The Lewis County Schools Workgroup, tasked with reopening schools quickly and safely, met with county commissioners on Thursday to field questions from members of the public, who attended via Zoom. Almost 90 participants joined, many of whom were concerned that schools weren’t opening fast enough.
Earlier this month, Lewis County Public Health and Social Services recommended that schools begin some in-person learning as soon as Sept. 28, contradicting Gov. Inslee’s recommendations, which urge high-risk counties to stick with distance-only learning. The county’s recommendations prioritize kindergarten and middle and high school CTE and lab classes, which are more difficult to do online.
When the recommendations were first announced, public health officers said they were encouraged by that week’s low number of new COVID-19 cases. However, Lewis County has since seen a surge of cases, breaking its record on Tuesday for the highest single-day total with 22 new cases.
“Last week the optimism I was showing was probably pretty premature,” Public Health Director J.P. Anderson said Tuesday.
But county commissioners and public health officials say they’re excited to lead the state in what they have characterized as an aggressive plan to re-open schools. While the goal is to open as quickly and as safely as possible, J.P. Anderson acknowledged that not everyone agrees on what the strategy should look like.
“The term ‘quickly’ is pretty relative,” he said. “I think for some people, that would be next week, but some people I think would like to see a vaccine before we open schools.”
The workgroup, which meets weekly and consists of educators, physicians, and infection prevention experts, told participants that they will reassess the recommendation once a month, and are considering a multitude of factors, including public health, internet access, loss of social interaction, mental health, and impact on families.
“I did not make this recommendation in a vacuum. It was made in consultation with many partners locally, regionally, and at the state,” Health Officer Dr. Rachel Wood said. “It was made trying to balance loss of learning and socialization with loss of life.”
Wood emphasized that parents will still have the option of remote learning, and won’t be forced to send their kids to school. The group also introduced the metaphor of “COVID currency,” representing all the times individuals are in contact with other people. Officials encouraged residents to spend that currency on their kids, limiting any other contact they have as schools reopen.
Some questions sent in from the public asked county officials why they prioritized kindergarten classes over other grades. Dr. Jennifer Caserta of Northwest Pediatrics told participants that young children tend to be less effective COVID-19 transmitters, and that the group is prioritizing pre-literacy learning, which is critical for childhood development.
“Kids under 10 don't seem to transmit or get the virus as effectively as older kids,” Caserta said.
To individuals asking why all middle and high schoolers couldn’t resume in-person classes, Wood reminded the public that the strategy is to “dial up slowly.”
“We want to operationalize the in-person learning so we can work out the kinks,” Wood said. “When it was brought to my attention that some of these students could graduate with a certificate that would allow them to go out and get a job, and they couldn’t do this learning online, that’s why I said ‘ok, let’s see how we can operationalize this.’”
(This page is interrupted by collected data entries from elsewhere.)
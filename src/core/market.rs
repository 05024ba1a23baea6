//! Market Odds Normalization
//!
//! Parses track odds formats, converts between decimal/fractional/American
//! representations, and strips the market's built-in margin (overround) to
//! recover vig-free win probabilities.
//!
//! Canonical internal form is decimal odds (> 1.0). Every parser here is
//! total: input that cannot be read resolves to [`DEFAULT_DECIMAL_ODDS`]
//! (even money), never an error.

use serde::{Deserialize, Serialize};

/// Fallback decimal odds for unparseable or degenerate input (even money)
pub const DEFAULT_DECIMAL_ODDS: f64 = 2.0;

/// Plausible band for a full field's implied-probability sum.
/// North American pari-mutuel win pools typically carry 10-35% takeout.
pub const PLAUSIBLE_OVERROUND_MIN: f64 = 1.10;
pub const PLAUSIBLE_OVERROUND_MAX: f64 = 1.35;

/// Denominators tried when rendering decimal odds as a clean fraction
const FRACTIONAL_DENOMINATORS: [u32; 10] = [1, 2, 3, 4, 5, 6, 8, 10, 16, 20];

/// Per-horse market view produced by [`normalize_field`]
///
/// `overround` and `takeout_percent` are field-level figures, repeated on
/// every entry of one call.
#[derive(Debug, Clone, Serialize, Deserialize)]
pub struct MarketHorse {
    pub decimal_odds: f64,
    pub implied_prob: f64,
    pub normalized_prob: f64,
    pub overround: f64,
    pub takeout_percent: f64,
}

/// Result of sanity-checking a field's odds
#[derive(Debug, Clone, Serialize, Deserialize)]
pub struct FieldValidation {
    pub is_valid: bool,
    pub errors: Vec<String>,
    pub warnings: Vec<String>,
}

/// Parse an odds string in any supported track format
///
/// Accepted forms: `"5-1"`, `"5/2"`, `"EVEN"`/`"EVN"`, `"+300"`, `"-150"`,
/// or a bare integer (read as N-1).
///
/// # Returns
/// Decimal odds. Unparseable input resolves to [`DEFAULT_DECIMAL_ODDS`].
///
/// # Examples
/// ```
/// use railbird::core::market::parse_odds;
/// assert_eq!(parse_odds("5-1"), 6.0);
/// assert_eq!(parse_odds("5/2"), 3.5);
/// assert_eq!(parse_odds("EVEN"), 2.0);
/// assert_eq!(parse_odds("+300"), 4.0);
/// assert_eq!(parse_odds("garbage"), 2.0);
/// ```
pub fn parse_odds(raw: &str) -> f64 {
    let s = raw.trim();
    if s.is_empty() {
        return DEFAULT_DECIMAL_ODDS;
    }

    let upper = s.to_ascii_uppercase();
    if upper == "EVEN" || upper == "EVN" {
        return DEFAULT_DECIMAL_ODDS;
    }

    // American format carries an explicit sign prefix
    if let Some(rest) = s.strip_prefix('+') {
        if let Ok(a) = rest.parse::<f64>() {
            return american_to_decimal(a);
        }
        return DEFAULT_DECIMAL_ODDS;
    }
    if let Some(rest) = s.strip_prefix('-') {
        // "-150" is American; "5-1" is handled below
        if let Ok(a) = rest.parse::<f64>() {
            return american_to_decimal(-a);
        }
        return DEFAULT_DECIMAL_ODDS;
    }

    // Fractional with '-' or '/' separator
    for sep in ['-', '/'] {
        if let Some((n, d)) = s.split_once(sep) {
            let n = n.trim().parse::<f64>().unwrap_or(f64::NAN);
            let d = d.trim().parse::<f64>().unwrap_or(f64::NAN);
            return fractional_to_decimal(n, d);
        }
    }

    // Bare number is read as N-1
    match s.parse::<f64>() {
        Ok(n) => fractional_to_decimal(n, 1.0),
        Err(_) => DEFAULT_DECIMAL_ODDS,
    }
}

/// Convert fractional odds N-D to decimal
///
/// decimal = n/d + 1. A zero or non-finite denominator (or non-finite
/// numerator) resolves to even money.
pub fn fractional_to_decimal(numerator: f64, denominator: f64) -> f64 {
    if !numerator.is_finite() || !denominator.is_finite() || denominator == 0.0 {
        return DEFAULT_DECIMAL_ODDS;
    }
    let decimal = numerator / denominator + 1.0;
    if !decimal.is_finite() || decimal <= 1.0 {
        return DEFAULT_DECIMAL_ODDS;
    }
    decimal
}

/// Convert American odds to decimal
///
/// `+300` pays 3-1 (decimal 4.0); `-150` risks 150 to win 100 (decimal 1.667).
/// Zero or non-finite input resolves to even money.
pub fn american_to_decimal(american: f64) -> f64 {
    if !american.is_finite() || american == 0.0 {
        return DEFAULT_DECIMAL_ODDS;
    }
    if american > 0.0 {
        american / 100.0 + 1.0
    } else {
        100.0 / american.abs() + 1.0
    }
}

/// Implied win probability from decimal odds: 1/d, or 0 for degenerate input
pub fn implied_probability(decimal_odds: f64) -> f64 {
    if decimal_odds.is_finite() && decimal_odds > 0.0 {
        1.0 / decimal_odds
    } else {
        0.0
    }
}

/// Sum a field's implied probabilities (the book's overround)
///
/// Non-finite entries are ignored. An empty field reads as a fair book (1.0).
pub fn overround(implied_probs: &[f64]) -> f64 {
    if implied_probs.is_empty() {
        return 1.0;
    }
    implied_probs.iter().filter(|p| p.is_finite()).sum()
}

/// Market takeout as a percentage of the pool: (o-1)/o * 100
pub fn takeout_percent(overround: f64) -> f64 {
    if overround > 0.0 {
        (overround - 1.0) / overround * 100.0
    } else {
        0.0
    }
}

/// Divide each implied probability by the overround so the field sums to 1.0
///
/// Preserves input order. Empty input yields empty output.
pub fn normalize(implied_probs: &[f64]) -> Vec<f64> {
    if implied_probs.is_empty() {
        return Vec::new();
    }
    let total = overround(implied_probs);
    if total <= 0.0 {
        return implied_probs.to_vec();
    }
    implied_probs.iter().map(|p| p / total).collect()
}

/// Normalize a full field of decimal odds in one pass
///
/// # Returns
/// One [`MarketHorse`] per input entry, in input order, with field-level
/// overround/takeout repeated on each.
pub fn normalize_field(decimal_odds: &[f64]) -> Vec<MarketHorse> {
    let implied: Vec<f64> = decimal_odds.iter().map(|&d| implied_probability(d)).collect();
    let field_overround = overround(&implied);
    let takeout = takeout_percent(field_overround);
    let normalized = normalize(&implied);

    decimal_odds
        .iter()
        .zip(implied.iter().zip(normalized.iter()))
        .map(|(&odds, (&imp, &norm))| MarketHorse {
            decimal_odds: odds,
            implied_prob: imp,
            normalized_prob: norm,
            overround: field_overround,
            takeout_percent: takeout,
        })
        .collect()
}

/// Render decimal odds as the nearest clean fractional pair
///
/// 2.0 renders as `"EVEN"`; everything else picks the closest N-D from a
/// fixed denominator ladder and reduces it.
pub fn decimal_to_fractional(decimal_odds: f64) -> String {
    if !decimal_odds.is_finite() || decimal_odds <= 1.0 {
        return "EVEN".to_string();
    }
    let profit = decimal_odds - 1.0;
    if (profit - 1.0).abs() < 1e-9 {
        return "EVEN".to_string();
    }

    let mut best = (1u32, 1u32);
    let mut best_err = f64::MAX;
    for &den in FRACTIONAL_DENOMINATORS.iter() {
        let num = (profit * den as f64).round().max(1.0) as u32;
        let err = (num as f64 / den as f64 - profit).abs();
        if err < best_err {
            best_err = err;
            best = (num, den);
        }
    }

    let g = gcd(best.0, best.1);
    format!("{}-{}", best.0 / g, best.1 / g)
}

/// Render decimal odds in American format. The sign flips at decimal 2.0.
pub fn decimal_to_american(decimal_odds: f64) -> String {
    if !decimal_odds.is_finite() || decimal_odds <= 1.0 {
        return "+100".to_string();
    }
    if decimal_odds >= 2.0 {
        format!("+{}", ((decimal_odds - 1.0) * 100.0).round() as i64)
    } else {
        format!("-{}", (100.0 / (decimal_odds - 1.0)).round() as i64)
    }
}

/// Sanity-check a field's odds before using them for value detection
///
/// A field smaller than two runners is invalid, and each non-finite or
/// non-positive entry is flagged individually. An implied-probability sum
/// outside the plausible takeout band is a warning, not an error: some
/// exotic pools legitimately run hotter.
pub fn validate_field(decimal_odds: &[f64], band: (f64, f64)) -> FieldValidation {
    let mut errors = Vec::new();
    let mut warnings = Vec::new();

    if decimal_odds.len() < 2 {
        errors.push(format!(
            "field requires at least 2 runners, got {}",
            decimal_odds.len()
        ));
    }

    for (i, &odds) in decimal_odds.iter().enumerate() {
        if !odds.is_finite() || odds <= 0.0 {
            errors.push(format!("entry {} has unusable odds {}", i, odds));
        }
    }

    let implied: Vec<f64> = decimal_odds.iter().map(|&d| implied_probability(d)).collect();
    let sum = overround(&implied);
    if sum < band.0 || sum > band.1 {
        warnings.push(format!(
            "implied probability sum {:.3} outside plausible band {:.2}-{:.2}",
            sum, band.0, band.1
        ));
    }

    FieldValidation {
        is_valid: errors.is_empty(),
        errors,
        warnings,
    }
}

/// Default plausible band for [`validate_field`]
pub fn default_plausible_band() -> (f64, f64) {
    (PLAUSIBLE_OVERROUND_MIN, PLAUSIBLE_OVERROUND_MAX)
}

fn gcd(a: u32, b: u32) -> u32 {
    if b == 0 {
        a
    } else {
        gcd(b, a % b)
    }
}
use actix_web::{middleware, web, App, HttpServer};
use std::sync::Arc;
use tracing::{info, Level};
use tracing_subscriber::FmtSubscriber;

mod handlers;

use handlers::{health, recommend};
use railbird::core::ticket::DEFAULT_MIN_OVERLAY_PCT;

/// Application state shared across handlers
pub struct AppState {
    /// Overlay threshold used when a request does not supply one
    pub default_min_overlay: f64,
}

#[actix_web::main]
async fn main() -> std::io::Result<()> {
    // Initialize logging
    let subscriber = FmtSubscriber::builder()
        .with_max_level(Level::INFO)
        .finish();
    tracing::subscriber::set_global_default(subscriber).expect("Failed to set subscriber");

    let host = std::env::var("HOST").unwrap_or_else(|_| "127.0.0.1".to_string());
    let port = std::env::var("PORT").unwrap_or_else(|_| "8080".to_string());
    let addr = format!("{}:{}", host, port);

    let default_min_overlay = std::env::var("MIN_OVERLAY_PCT")
        .ok()
        .and_then(|v| v.parse::<f64>().ok())
        .filter(|v| v.is_finite())
        .unwrap_or(DEFAULT_MIN_OVERLAY_PCT);

    let app_state = Arc::new(AppState { default_min_overlay });

    info!(
        "Starting Railbird API server at http://{} (min overlay {}%)",
        addr, default_min_overlay
    );

    HttpServer::new(move || {
        App::new()
            .app_data(web::Data::new(app_state.clone()))
            .wrap(middleware::Logger::default())
            .route("/health", web::get().to(health::health_check))
            .route("/recommend", web::post().to(recommend::recommend))
            .route(
                "/recommend/overlays",
                web::post().to(recommend::recommend_overlays),
            )
    })
    .bind(&addr)?
    .run()
    .await
}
Onalaska Superintendent Jeff Davis described schools in his district that have welding and aquaculture classes that can’t be conducted online.
“We have a hatchery where we’re raising thousands and thousands of fish,” Davis said. “We have a lot of students that are in that course, so we also have to get them on campus to take care of those fish as well as learn about that part of aquaculture.”
In general, safety precautions the work group discussed match current recommendations from the state — masks, distancing, and hand-washing. Health officials also said students should be screened daily, potentially by their parents instead of school employees. Students who are diagnosed with COVID, show symptoms, or are in close contact to someone with COVID, could be kept home for 10-14 days depending on the circumstance. Regional Superintendent Dr. Dana Anderson, who moderated the event, also recommended rotating teachers through different classrooms instead of having large numbers of students traverse the school.
Concerns were also raised about children in abusive situations who previously counted on schools providing a safe space. According to Caserta, child abuse reports go up in the fall when school resumes, as teachers are often the ones to notice and report signs of abuse or neglect. But county and health officials didn’t offer a substantial plan for helping these at-risk kids.
“If we knew who they were, we could make a report,” Caserta said.
Instead, J.P. Anderson and Caserta said schools and grassroots organizations would take the lead on identifying at-risk kids in their communities.
The meeting went slightly over the allotted 90 minutes, with Commissioner Gary Stamper saying they didn’t hear from the public enough. According to Dana Anderson, countless questions were left unanswered. While some participants used the chat to thank county officials, others grew more frustrated, threatening to unenroll their kids.
“This is just the beginning of this dialogue,” Commissioner Edna Fund said.
The county plans on addressing more of the public’s questions in a written response.